:: Information shown

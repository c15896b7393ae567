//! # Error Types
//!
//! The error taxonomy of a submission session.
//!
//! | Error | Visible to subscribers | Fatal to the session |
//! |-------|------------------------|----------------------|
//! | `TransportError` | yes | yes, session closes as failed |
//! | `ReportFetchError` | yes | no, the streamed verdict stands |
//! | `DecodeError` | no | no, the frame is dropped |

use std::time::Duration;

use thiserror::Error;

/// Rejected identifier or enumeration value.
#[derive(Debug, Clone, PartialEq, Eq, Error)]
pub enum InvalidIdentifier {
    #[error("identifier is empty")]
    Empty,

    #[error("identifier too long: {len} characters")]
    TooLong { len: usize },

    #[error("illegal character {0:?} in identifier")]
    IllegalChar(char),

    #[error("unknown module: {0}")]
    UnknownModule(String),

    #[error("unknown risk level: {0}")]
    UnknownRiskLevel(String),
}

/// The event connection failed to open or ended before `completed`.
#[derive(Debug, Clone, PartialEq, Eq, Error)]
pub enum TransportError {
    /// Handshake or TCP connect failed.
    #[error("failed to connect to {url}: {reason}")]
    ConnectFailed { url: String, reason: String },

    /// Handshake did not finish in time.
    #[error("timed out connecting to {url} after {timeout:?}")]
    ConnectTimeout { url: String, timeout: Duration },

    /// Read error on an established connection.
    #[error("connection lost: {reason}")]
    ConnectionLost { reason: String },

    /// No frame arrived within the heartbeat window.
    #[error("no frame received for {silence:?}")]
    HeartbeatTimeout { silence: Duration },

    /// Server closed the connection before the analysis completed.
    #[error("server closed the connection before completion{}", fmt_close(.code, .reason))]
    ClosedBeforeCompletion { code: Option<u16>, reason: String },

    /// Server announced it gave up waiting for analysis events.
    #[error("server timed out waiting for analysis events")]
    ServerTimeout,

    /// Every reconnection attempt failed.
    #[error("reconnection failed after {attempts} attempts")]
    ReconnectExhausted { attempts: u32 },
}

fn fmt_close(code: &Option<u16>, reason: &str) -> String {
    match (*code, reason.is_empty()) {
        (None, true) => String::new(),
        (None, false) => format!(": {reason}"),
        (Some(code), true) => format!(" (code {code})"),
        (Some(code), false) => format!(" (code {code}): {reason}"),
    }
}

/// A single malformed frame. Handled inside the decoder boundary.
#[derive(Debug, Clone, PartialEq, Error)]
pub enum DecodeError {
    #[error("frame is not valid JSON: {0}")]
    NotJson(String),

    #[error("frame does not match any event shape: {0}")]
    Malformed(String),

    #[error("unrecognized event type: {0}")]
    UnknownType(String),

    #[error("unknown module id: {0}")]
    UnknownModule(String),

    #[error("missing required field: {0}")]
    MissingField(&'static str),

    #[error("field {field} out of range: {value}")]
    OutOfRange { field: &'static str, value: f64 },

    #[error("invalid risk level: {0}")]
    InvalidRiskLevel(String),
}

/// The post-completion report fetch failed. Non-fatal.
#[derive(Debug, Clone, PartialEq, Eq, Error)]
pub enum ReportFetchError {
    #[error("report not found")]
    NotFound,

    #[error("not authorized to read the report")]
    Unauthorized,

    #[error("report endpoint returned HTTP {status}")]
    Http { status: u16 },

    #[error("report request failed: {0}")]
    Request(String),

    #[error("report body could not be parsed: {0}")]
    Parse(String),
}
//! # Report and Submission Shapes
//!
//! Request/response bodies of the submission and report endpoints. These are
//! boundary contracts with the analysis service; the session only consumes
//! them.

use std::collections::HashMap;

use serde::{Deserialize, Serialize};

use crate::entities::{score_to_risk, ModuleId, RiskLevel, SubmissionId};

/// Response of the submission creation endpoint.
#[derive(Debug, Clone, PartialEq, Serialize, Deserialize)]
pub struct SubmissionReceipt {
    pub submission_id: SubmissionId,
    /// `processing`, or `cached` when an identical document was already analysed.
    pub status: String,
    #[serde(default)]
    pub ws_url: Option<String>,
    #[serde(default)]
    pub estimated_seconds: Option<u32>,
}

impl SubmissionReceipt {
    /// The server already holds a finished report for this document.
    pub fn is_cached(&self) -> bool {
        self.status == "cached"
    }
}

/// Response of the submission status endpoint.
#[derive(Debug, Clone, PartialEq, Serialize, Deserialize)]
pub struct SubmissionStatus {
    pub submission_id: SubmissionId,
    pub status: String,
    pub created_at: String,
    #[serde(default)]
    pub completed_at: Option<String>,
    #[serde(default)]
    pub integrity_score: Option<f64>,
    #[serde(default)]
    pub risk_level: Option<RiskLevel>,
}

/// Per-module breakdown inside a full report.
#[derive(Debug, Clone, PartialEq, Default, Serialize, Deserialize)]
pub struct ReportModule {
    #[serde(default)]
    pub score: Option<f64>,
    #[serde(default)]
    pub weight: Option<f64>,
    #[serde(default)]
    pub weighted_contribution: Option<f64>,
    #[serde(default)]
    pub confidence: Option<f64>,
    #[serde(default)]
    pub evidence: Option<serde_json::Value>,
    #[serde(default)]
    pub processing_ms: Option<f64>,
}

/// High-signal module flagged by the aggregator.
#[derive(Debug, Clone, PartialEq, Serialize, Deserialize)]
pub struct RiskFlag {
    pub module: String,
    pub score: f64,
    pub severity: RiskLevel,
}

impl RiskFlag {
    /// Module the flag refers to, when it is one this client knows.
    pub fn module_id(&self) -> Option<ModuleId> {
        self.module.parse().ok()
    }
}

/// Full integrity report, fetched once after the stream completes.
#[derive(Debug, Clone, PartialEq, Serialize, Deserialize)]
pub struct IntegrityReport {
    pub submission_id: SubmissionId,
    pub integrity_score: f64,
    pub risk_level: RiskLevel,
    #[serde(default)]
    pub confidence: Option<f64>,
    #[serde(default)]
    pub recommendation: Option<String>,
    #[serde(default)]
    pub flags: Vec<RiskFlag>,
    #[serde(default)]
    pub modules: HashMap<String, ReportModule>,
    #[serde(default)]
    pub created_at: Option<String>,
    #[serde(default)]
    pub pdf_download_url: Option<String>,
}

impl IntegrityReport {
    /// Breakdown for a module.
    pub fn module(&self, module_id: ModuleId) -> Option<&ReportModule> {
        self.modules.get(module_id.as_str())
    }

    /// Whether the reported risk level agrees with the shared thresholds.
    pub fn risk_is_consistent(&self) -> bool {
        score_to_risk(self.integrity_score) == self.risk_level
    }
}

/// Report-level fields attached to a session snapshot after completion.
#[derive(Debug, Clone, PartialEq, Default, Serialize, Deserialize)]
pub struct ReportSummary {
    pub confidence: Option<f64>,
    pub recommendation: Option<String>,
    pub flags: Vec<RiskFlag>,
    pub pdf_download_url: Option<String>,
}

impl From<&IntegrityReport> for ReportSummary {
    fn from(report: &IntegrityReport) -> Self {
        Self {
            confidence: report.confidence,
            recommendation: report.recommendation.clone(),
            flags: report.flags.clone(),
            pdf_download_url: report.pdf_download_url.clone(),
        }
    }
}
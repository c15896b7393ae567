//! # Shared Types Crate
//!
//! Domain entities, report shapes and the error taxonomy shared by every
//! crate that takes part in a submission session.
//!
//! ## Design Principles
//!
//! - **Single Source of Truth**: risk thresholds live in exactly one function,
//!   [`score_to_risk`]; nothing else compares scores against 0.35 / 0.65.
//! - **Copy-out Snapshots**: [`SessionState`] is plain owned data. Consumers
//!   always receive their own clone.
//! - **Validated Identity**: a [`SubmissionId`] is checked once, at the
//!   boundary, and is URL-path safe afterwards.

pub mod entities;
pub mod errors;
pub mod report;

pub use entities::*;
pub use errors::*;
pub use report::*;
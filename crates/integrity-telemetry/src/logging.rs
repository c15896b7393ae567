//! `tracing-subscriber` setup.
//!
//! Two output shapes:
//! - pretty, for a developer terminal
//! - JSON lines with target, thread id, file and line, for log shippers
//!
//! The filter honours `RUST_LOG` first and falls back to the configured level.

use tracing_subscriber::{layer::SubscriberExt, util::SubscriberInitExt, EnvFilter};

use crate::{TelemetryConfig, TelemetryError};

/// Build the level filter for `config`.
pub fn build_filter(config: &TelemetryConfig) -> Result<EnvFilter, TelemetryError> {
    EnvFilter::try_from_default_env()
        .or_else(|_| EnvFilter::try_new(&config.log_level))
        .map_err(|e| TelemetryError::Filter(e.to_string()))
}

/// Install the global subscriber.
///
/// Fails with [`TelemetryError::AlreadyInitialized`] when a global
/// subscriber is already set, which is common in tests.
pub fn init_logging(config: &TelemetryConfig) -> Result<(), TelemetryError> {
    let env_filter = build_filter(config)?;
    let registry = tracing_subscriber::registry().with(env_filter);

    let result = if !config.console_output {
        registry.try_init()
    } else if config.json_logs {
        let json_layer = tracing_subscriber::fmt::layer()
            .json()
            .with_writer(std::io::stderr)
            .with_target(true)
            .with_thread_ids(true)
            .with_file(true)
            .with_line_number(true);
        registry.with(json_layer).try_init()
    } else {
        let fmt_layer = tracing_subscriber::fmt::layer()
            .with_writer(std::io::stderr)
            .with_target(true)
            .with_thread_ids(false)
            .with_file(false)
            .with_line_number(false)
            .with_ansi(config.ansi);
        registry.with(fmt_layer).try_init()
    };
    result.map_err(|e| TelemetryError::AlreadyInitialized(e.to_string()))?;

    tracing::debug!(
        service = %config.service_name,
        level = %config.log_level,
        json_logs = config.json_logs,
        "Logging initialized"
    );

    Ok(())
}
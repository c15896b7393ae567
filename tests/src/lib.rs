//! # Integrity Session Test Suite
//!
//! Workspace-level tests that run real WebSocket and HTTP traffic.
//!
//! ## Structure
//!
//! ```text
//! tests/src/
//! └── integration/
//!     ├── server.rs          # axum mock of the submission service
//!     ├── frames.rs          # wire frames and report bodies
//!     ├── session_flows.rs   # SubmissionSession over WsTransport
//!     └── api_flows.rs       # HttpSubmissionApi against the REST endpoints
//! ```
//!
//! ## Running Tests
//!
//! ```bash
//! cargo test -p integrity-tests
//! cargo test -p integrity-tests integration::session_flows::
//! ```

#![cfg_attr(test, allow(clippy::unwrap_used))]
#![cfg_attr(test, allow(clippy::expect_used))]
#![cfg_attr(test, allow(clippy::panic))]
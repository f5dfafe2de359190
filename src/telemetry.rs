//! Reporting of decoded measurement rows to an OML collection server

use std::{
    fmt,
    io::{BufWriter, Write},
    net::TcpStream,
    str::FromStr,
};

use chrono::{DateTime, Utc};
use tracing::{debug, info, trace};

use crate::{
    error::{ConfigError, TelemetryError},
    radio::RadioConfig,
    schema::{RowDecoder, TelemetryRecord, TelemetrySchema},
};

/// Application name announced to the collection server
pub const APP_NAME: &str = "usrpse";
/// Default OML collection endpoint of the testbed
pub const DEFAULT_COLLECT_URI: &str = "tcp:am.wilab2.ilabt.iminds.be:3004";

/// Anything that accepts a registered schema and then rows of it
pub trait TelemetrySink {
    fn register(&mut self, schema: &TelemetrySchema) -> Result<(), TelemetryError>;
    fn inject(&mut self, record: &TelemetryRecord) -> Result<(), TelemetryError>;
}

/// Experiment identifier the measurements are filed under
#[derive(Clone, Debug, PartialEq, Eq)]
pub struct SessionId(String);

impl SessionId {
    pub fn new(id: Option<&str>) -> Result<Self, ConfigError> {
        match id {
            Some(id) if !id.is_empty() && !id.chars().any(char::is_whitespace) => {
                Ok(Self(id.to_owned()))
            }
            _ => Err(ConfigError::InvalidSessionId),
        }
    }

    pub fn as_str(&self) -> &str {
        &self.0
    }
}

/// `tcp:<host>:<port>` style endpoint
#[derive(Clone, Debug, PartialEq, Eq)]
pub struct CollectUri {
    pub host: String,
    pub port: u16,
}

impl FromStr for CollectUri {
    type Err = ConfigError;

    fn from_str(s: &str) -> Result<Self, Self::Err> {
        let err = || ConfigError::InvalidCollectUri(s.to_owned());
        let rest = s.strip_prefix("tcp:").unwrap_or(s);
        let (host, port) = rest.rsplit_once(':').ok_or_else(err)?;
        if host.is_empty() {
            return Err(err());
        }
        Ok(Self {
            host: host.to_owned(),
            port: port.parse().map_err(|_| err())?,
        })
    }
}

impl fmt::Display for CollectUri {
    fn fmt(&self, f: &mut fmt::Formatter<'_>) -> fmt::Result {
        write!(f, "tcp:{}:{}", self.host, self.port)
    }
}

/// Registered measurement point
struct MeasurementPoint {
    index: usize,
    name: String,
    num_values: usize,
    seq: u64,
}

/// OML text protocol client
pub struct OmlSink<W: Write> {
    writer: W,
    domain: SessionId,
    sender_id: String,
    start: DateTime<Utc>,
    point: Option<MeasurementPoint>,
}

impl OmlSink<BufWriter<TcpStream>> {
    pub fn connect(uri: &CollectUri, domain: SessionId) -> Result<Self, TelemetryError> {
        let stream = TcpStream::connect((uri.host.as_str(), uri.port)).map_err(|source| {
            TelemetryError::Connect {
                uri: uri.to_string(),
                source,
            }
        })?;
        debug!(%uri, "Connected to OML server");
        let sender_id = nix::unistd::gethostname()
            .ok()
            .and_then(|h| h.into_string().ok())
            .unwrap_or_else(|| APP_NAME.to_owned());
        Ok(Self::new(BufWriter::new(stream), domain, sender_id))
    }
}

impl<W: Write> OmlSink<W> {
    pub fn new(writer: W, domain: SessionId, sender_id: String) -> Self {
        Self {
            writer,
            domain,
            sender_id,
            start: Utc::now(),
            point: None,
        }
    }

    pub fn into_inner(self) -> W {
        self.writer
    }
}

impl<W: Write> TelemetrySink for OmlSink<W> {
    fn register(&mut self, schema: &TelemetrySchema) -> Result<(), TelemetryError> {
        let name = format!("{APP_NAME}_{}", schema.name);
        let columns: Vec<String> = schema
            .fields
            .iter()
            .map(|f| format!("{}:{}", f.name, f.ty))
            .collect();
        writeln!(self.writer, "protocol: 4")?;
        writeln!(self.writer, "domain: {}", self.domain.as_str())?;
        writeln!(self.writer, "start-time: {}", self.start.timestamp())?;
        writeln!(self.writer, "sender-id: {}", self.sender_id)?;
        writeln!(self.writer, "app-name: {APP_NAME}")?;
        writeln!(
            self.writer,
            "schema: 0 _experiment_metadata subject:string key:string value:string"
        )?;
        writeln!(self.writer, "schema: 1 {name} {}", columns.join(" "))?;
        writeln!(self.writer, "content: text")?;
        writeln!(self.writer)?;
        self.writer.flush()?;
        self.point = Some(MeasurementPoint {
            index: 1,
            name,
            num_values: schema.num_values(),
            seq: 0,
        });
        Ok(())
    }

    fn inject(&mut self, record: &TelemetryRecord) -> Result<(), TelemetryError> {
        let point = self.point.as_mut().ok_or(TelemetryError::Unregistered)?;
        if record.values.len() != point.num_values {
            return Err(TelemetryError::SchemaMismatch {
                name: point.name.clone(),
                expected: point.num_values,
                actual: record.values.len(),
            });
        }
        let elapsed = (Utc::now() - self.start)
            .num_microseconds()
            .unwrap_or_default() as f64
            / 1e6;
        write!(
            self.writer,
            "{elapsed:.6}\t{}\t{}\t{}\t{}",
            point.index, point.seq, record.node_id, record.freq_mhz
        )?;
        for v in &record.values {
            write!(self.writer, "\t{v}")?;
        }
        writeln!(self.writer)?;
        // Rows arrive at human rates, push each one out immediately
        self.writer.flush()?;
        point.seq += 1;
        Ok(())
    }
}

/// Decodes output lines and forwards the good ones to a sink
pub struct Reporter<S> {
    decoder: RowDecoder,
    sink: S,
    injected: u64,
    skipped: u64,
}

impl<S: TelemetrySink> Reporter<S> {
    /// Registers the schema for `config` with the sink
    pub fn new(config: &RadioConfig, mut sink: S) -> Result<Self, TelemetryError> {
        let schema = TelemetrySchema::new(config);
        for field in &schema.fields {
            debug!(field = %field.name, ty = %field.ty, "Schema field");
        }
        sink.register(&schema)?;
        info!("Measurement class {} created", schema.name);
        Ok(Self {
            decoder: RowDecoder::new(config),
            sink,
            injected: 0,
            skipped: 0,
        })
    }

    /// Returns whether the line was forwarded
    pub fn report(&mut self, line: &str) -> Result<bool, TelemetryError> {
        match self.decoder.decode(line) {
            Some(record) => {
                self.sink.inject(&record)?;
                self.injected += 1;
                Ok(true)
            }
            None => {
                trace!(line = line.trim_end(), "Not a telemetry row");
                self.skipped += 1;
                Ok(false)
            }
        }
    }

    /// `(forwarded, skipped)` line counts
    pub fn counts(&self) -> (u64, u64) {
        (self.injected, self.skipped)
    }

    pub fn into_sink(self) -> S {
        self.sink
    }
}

::::

◆ What is needed ◆
Please reproduce, exactly as written, the lines of the records from the first line through the one containing "verdict stands |".

◆ Exercise result ◆
repository c15896b7393ae567
//! # Error Types
//!
//! The error taxonomy of a submission session.
//!
//! | Error | Visible to subscribers | Fatal to the session |
//! |-------|------------------------|----------------------|
//! | `TransportError` | yes | yes, session closes as failed |
//! | `ReportFetchError` | yes | no, the streamed verdict stands |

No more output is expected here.